[Stored records]
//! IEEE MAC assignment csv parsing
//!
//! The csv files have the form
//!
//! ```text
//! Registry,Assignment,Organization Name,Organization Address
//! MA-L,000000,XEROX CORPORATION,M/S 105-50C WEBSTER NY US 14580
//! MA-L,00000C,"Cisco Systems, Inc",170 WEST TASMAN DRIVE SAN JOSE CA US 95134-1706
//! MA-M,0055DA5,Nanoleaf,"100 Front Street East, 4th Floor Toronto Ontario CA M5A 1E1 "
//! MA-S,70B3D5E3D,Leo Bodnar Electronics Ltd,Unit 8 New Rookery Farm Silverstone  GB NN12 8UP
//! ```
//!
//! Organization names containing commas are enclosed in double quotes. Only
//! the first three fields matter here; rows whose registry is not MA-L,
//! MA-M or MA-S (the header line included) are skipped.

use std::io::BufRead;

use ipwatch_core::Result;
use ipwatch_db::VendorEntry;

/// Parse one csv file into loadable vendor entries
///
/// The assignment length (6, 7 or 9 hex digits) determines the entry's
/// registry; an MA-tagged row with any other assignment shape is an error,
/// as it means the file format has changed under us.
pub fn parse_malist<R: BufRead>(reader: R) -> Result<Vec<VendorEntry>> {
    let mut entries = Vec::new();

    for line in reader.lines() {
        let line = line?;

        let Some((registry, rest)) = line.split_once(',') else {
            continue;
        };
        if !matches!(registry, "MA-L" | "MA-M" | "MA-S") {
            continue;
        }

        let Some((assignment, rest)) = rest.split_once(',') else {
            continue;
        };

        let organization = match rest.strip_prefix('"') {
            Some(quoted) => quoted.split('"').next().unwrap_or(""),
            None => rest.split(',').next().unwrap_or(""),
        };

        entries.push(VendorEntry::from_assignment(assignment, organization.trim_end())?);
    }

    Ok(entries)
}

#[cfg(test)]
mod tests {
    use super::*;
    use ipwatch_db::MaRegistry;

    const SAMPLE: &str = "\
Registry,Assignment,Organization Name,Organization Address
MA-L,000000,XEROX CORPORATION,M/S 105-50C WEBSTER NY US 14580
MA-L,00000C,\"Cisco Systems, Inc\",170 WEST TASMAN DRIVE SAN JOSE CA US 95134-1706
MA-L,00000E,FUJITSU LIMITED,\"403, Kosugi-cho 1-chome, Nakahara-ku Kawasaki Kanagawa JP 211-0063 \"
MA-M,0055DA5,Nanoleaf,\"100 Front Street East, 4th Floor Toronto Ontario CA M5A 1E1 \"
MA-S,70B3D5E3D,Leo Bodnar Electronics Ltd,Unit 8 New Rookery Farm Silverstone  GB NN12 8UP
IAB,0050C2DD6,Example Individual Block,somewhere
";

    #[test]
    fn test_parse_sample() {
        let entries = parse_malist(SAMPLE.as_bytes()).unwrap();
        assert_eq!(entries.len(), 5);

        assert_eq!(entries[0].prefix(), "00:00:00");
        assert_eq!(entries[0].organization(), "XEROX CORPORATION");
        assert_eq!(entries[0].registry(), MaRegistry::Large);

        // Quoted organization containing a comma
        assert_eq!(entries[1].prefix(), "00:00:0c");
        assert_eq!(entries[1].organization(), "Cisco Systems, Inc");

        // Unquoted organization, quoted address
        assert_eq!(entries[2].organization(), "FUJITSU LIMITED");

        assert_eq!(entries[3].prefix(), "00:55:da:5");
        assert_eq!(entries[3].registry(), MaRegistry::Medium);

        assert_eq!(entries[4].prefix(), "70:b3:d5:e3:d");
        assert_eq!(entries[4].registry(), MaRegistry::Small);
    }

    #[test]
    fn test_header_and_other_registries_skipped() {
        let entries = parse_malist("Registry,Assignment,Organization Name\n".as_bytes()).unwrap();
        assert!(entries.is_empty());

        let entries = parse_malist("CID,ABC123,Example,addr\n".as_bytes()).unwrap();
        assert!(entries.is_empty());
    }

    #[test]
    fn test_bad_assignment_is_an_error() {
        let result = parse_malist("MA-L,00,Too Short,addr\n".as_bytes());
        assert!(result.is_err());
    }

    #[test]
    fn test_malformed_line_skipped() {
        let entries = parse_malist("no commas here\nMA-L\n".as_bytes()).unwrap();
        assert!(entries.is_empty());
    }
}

==

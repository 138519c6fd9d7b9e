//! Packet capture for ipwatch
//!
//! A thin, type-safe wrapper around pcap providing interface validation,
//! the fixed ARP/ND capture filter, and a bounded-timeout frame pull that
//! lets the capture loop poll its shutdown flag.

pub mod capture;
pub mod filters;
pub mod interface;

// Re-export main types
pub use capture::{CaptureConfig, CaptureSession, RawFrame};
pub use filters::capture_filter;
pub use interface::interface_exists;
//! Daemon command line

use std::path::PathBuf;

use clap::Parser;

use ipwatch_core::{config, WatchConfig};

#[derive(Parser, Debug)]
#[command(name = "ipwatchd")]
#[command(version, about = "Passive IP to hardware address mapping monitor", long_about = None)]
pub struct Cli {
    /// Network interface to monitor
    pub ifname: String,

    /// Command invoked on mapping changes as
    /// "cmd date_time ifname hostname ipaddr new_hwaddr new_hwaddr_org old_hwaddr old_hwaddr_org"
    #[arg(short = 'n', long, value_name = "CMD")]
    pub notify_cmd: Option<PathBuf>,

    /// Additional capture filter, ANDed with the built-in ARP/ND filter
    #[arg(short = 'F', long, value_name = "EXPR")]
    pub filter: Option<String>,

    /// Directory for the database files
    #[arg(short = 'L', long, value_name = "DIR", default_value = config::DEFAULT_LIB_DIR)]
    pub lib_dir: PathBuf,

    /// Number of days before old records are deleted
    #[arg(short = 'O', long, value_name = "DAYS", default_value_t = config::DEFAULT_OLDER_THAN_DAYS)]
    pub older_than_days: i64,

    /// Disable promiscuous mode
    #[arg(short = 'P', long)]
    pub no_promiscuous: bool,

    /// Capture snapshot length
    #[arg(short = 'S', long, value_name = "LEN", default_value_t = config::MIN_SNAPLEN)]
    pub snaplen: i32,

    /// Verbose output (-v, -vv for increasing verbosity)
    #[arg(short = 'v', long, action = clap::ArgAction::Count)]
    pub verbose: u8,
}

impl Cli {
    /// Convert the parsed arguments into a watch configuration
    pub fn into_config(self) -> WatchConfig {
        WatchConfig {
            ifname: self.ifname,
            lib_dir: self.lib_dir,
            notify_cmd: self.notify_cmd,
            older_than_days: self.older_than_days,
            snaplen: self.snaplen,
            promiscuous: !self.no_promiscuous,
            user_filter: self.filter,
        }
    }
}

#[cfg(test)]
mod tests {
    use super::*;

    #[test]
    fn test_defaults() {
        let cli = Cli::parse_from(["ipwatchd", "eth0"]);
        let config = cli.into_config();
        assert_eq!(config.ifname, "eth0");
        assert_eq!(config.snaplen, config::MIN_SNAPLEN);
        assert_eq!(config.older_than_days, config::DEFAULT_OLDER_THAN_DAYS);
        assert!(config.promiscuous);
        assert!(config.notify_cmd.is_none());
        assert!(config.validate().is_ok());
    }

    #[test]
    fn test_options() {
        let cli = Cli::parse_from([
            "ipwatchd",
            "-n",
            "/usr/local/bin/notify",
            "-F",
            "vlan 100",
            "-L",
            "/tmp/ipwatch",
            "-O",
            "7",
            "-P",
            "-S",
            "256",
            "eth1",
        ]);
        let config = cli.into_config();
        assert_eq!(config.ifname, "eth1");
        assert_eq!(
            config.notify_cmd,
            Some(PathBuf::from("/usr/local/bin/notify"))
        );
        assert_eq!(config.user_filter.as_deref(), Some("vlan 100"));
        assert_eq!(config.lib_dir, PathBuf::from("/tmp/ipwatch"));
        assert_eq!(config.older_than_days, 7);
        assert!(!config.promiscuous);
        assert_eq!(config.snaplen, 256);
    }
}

* * *

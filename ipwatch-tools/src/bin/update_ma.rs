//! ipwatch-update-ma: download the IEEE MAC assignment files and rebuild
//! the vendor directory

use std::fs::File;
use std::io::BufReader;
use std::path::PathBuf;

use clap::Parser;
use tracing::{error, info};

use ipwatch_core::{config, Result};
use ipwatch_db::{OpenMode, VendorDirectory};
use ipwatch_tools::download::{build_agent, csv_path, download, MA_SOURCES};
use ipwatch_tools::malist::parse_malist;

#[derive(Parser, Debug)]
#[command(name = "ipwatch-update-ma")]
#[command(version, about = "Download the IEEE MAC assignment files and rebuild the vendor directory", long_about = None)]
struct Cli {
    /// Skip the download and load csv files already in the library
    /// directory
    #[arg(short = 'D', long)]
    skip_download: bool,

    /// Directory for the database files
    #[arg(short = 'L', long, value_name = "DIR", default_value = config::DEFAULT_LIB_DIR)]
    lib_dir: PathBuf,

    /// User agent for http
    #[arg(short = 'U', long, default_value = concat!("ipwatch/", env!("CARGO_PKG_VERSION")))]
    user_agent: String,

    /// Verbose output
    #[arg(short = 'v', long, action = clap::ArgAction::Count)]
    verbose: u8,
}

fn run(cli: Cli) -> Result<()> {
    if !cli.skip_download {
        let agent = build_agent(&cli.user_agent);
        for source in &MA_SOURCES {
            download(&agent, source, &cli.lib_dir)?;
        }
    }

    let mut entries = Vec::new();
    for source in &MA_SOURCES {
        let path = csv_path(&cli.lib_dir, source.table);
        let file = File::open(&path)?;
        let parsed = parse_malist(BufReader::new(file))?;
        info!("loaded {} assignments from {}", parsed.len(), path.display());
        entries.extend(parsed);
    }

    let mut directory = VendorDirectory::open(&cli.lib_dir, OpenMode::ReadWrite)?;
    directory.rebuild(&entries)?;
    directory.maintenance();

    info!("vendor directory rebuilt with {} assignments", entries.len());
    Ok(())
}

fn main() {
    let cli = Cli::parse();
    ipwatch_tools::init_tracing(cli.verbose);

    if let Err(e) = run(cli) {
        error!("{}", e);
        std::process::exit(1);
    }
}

**Instructions to follow**
In how many lines of the data above does the word "ipwatchd" occur? Only the number is wanted.

**Response area**
3